## About this exercise
Search the entries below for the word "absolute" and copy each line that has it.

## Material for the task
________________________

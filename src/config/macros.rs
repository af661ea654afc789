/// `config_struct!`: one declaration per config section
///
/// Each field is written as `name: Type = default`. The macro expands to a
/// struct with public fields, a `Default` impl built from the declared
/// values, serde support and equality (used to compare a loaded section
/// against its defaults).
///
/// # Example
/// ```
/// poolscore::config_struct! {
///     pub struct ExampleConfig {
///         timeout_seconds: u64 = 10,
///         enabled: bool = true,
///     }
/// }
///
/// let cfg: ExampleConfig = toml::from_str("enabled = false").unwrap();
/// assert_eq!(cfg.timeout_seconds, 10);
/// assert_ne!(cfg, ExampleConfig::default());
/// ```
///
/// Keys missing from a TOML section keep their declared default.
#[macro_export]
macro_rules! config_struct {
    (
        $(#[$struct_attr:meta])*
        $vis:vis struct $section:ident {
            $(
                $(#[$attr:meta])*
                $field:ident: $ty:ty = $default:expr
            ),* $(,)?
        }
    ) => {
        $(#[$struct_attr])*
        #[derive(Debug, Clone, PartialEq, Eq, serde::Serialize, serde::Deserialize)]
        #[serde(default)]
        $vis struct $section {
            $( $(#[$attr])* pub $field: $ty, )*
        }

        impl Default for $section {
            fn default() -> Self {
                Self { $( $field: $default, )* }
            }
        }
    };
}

________________________

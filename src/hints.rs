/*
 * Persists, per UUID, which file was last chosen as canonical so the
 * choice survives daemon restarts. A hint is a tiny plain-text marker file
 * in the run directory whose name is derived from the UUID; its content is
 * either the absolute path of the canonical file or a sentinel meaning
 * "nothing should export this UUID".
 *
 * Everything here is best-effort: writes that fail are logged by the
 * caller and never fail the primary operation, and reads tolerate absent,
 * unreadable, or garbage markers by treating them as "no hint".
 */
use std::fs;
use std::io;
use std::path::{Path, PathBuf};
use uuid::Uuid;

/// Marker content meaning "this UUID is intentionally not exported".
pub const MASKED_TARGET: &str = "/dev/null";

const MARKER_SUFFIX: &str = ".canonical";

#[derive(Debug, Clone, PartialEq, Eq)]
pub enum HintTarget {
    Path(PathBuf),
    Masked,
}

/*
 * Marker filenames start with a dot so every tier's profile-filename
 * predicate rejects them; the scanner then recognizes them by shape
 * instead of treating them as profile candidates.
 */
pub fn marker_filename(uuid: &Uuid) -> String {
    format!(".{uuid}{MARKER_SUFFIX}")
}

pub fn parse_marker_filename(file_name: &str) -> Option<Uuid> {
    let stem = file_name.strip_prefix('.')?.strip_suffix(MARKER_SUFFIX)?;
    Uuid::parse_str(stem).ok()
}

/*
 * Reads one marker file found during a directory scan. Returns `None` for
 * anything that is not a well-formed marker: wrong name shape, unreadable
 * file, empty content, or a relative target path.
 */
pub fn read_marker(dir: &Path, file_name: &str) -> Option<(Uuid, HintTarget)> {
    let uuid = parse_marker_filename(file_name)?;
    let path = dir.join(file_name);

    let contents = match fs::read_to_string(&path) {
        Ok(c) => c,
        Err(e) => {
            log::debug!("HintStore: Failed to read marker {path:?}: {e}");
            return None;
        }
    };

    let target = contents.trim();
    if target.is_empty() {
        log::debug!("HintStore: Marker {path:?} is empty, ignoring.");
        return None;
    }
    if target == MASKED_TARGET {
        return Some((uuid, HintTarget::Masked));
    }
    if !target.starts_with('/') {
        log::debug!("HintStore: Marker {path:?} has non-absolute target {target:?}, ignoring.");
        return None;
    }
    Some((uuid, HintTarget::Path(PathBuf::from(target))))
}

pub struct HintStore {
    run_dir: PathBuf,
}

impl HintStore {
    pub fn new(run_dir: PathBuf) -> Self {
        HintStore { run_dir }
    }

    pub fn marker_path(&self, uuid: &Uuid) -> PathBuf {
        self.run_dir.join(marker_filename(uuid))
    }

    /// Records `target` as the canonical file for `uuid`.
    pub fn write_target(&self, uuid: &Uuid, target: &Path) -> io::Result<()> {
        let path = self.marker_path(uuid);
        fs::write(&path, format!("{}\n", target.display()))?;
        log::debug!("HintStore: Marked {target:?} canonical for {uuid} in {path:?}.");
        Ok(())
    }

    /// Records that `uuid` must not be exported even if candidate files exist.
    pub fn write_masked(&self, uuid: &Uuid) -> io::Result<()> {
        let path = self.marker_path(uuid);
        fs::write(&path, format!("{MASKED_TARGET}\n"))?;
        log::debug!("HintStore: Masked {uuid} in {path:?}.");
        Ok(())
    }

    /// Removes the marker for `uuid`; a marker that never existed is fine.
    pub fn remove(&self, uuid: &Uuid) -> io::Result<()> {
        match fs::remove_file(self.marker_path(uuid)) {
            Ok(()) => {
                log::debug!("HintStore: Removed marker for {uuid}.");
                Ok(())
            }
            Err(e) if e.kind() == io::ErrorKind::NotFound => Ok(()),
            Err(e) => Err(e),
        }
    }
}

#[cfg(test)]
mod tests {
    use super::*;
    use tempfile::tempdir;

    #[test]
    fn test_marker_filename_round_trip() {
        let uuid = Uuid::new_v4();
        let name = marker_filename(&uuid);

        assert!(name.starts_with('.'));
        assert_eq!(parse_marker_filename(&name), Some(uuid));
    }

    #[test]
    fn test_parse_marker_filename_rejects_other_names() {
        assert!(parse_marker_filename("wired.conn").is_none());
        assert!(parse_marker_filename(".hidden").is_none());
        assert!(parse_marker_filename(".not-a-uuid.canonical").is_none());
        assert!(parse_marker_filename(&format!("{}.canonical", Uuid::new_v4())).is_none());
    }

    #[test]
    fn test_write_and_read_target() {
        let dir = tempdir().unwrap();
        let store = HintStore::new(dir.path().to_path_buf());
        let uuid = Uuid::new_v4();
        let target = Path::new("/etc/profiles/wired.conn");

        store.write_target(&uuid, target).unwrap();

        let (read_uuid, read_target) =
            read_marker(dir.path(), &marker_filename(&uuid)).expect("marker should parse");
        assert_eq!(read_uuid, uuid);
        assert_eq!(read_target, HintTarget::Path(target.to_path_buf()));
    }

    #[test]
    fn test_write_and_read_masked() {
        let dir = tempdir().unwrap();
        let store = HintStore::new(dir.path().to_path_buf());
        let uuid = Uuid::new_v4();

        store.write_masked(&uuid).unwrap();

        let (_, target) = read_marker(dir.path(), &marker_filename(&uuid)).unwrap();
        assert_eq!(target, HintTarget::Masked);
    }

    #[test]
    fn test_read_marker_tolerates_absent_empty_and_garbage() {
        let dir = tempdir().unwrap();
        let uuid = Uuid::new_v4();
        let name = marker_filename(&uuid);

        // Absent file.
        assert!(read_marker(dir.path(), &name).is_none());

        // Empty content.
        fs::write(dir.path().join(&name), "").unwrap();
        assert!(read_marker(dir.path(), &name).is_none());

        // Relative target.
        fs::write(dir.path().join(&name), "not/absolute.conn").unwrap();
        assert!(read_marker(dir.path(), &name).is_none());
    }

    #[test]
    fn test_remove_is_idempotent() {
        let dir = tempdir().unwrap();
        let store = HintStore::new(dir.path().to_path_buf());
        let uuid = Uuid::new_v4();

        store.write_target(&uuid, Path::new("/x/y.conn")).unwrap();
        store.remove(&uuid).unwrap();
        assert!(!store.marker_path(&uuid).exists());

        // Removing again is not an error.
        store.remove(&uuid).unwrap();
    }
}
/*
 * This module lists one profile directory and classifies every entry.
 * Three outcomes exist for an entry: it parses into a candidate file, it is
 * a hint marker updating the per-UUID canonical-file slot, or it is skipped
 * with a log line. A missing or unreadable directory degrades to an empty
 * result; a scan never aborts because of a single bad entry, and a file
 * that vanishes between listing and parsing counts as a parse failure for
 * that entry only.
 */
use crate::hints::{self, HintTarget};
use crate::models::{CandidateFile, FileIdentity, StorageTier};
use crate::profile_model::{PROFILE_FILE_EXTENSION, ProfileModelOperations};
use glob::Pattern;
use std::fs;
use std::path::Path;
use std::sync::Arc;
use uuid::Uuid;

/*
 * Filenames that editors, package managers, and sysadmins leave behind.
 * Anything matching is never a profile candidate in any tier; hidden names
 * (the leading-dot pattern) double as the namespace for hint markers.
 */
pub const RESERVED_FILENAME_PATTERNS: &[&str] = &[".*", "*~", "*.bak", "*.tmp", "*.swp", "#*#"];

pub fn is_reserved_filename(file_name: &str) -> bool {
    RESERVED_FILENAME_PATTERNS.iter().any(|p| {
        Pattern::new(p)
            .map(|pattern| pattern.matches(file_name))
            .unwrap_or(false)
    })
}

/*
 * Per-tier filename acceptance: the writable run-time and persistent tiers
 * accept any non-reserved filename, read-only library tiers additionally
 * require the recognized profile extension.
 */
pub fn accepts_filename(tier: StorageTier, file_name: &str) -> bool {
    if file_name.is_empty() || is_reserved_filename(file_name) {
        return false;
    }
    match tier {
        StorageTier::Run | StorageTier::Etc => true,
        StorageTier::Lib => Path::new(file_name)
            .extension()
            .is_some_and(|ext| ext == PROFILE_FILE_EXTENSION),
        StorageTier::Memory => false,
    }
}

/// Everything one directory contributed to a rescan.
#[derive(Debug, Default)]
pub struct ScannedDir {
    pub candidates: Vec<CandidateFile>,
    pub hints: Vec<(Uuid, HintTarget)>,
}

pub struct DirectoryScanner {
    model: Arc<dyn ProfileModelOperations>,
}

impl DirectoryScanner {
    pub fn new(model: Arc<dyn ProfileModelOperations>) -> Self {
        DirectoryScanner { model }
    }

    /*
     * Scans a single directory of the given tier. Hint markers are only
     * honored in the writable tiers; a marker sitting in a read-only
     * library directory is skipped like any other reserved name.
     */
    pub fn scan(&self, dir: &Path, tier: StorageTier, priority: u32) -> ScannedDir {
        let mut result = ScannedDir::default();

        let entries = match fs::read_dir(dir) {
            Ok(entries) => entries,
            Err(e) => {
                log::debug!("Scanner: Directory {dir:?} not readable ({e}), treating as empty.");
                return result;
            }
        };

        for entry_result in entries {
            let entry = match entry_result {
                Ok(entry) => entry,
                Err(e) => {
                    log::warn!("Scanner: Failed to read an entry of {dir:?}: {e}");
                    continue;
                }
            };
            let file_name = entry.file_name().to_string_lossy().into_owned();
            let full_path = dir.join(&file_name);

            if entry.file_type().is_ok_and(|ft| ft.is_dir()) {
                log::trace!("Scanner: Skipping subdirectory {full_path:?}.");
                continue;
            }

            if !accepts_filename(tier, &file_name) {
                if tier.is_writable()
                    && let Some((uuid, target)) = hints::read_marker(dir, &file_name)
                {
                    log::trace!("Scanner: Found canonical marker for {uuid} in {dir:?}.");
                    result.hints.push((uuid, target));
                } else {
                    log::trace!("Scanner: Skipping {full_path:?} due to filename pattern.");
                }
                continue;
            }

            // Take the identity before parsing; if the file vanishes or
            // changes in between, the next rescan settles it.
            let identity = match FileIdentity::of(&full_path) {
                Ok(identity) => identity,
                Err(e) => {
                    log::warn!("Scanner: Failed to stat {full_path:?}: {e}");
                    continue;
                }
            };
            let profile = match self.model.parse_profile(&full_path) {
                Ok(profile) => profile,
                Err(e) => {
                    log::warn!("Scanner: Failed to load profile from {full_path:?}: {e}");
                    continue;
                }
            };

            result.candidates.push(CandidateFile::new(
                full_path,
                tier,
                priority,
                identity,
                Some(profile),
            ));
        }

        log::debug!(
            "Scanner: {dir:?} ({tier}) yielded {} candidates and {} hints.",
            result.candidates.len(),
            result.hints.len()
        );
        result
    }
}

________________________

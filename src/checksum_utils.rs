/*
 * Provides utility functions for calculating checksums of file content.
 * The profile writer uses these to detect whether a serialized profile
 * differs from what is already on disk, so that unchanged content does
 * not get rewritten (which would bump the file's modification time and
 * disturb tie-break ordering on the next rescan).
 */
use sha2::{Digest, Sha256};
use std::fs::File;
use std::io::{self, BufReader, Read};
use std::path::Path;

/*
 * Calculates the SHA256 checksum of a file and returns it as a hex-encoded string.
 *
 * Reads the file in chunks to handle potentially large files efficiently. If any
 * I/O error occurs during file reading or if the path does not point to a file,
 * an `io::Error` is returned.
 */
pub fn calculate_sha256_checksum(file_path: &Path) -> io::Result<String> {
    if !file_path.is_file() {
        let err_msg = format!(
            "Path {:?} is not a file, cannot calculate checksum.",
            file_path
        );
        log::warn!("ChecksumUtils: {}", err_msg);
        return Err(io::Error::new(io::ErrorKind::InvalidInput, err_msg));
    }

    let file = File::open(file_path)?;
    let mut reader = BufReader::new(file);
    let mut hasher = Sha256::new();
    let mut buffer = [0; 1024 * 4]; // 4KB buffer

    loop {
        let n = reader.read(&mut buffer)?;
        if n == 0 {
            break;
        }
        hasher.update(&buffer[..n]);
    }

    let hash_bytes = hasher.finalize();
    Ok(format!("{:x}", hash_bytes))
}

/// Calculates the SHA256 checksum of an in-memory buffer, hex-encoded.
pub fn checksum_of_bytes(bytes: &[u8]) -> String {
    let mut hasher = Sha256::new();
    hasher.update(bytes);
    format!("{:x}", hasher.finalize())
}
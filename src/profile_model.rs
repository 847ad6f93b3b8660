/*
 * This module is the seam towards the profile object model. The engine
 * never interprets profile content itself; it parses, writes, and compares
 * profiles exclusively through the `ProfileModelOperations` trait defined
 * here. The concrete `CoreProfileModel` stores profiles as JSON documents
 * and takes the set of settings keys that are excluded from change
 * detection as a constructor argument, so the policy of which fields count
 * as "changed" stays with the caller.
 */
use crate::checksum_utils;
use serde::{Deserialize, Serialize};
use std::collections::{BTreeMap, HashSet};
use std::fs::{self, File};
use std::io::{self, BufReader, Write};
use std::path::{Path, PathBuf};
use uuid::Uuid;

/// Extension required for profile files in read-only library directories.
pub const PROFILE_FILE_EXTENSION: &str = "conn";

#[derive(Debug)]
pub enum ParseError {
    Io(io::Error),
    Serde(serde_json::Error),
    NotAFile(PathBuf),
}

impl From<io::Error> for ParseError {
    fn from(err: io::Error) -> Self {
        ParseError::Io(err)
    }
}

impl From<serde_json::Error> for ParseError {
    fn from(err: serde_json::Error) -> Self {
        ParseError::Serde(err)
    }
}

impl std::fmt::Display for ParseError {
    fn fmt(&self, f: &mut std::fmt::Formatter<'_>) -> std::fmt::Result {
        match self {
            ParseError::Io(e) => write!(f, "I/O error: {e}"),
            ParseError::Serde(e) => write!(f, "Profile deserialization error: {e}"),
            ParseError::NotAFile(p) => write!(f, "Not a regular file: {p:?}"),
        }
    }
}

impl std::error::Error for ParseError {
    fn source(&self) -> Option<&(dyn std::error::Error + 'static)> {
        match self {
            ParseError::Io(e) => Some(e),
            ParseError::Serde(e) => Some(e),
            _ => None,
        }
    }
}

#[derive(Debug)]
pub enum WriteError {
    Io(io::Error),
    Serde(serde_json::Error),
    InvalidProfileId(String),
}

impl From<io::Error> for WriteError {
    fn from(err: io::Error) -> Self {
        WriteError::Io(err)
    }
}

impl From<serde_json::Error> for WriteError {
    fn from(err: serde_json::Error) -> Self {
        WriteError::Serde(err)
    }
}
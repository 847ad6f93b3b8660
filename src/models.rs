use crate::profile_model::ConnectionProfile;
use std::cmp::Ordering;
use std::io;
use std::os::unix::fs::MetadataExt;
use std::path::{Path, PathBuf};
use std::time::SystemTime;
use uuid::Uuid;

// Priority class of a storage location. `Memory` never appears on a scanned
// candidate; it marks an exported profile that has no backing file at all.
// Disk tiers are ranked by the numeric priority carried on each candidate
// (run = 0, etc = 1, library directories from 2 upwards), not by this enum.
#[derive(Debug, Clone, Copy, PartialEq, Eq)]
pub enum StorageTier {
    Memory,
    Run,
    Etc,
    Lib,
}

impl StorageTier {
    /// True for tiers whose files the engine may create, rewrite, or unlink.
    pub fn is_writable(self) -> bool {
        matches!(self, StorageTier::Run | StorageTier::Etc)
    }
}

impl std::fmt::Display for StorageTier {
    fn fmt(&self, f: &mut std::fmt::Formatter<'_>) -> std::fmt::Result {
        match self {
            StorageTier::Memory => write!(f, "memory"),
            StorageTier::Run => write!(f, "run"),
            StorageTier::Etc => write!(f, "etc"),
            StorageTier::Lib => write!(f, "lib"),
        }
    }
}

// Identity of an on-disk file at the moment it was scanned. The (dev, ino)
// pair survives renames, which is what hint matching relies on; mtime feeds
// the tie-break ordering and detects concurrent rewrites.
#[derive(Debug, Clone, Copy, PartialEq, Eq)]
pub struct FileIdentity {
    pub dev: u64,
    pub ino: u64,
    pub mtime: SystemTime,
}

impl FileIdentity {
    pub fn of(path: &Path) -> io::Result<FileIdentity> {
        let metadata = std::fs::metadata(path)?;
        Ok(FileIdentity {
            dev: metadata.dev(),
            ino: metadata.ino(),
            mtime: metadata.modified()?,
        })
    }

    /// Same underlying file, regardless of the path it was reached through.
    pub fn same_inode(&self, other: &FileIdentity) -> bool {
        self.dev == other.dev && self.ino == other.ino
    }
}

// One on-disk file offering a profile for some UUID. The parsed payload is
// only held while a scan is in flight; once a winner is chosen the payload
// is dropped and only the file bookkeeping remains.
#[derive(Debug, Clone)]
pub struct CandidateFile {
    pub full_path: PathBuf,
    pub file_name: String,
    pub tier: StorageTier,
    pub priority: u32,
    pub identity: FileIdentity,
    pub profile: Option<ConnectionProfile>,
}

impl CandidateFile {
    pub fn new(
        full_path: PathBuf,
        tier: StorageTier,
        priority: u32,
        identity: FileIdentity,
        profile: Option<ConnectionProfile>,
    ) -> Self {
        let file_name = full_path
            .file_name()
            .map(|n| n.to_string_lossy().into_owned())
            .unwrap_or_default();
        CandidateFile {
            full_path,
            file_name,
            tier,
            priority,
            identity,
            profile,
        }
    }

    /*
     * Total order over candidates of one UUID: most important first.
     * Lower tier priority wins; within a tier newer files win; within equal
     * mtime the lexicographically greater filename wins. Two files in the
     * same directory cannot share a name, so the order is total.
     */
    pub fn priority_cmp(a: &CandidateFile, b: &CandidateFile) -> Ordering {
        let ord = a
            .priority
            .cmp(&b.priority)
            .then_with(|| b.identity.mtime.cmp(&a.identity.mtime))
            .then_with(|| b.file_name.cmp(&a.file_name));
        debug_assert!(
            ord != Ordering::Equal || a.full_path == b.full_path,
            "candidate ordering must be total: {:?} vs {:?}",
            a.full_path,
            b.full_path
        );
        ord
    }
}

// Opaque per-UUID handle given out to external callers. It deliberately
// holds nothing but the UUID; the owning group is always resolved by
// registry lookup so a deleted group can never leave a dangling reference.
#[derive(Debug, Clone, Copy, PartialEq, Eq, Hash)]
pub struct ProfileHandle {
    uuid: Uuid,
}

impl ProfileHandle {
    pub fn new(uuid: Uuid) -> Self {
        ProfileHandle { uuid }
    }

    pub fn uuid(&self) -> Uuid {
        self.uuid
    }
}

________________________

## Answer to this task
 * either the absolute path of the canonical file or a sentinel meaning
        log::debug!("HintStore: Marker {path:?} has non-absolute target {target:?}, ignoring.");
        fs::write(dir.path().join(&name), "not/absolute.conn").unwrap();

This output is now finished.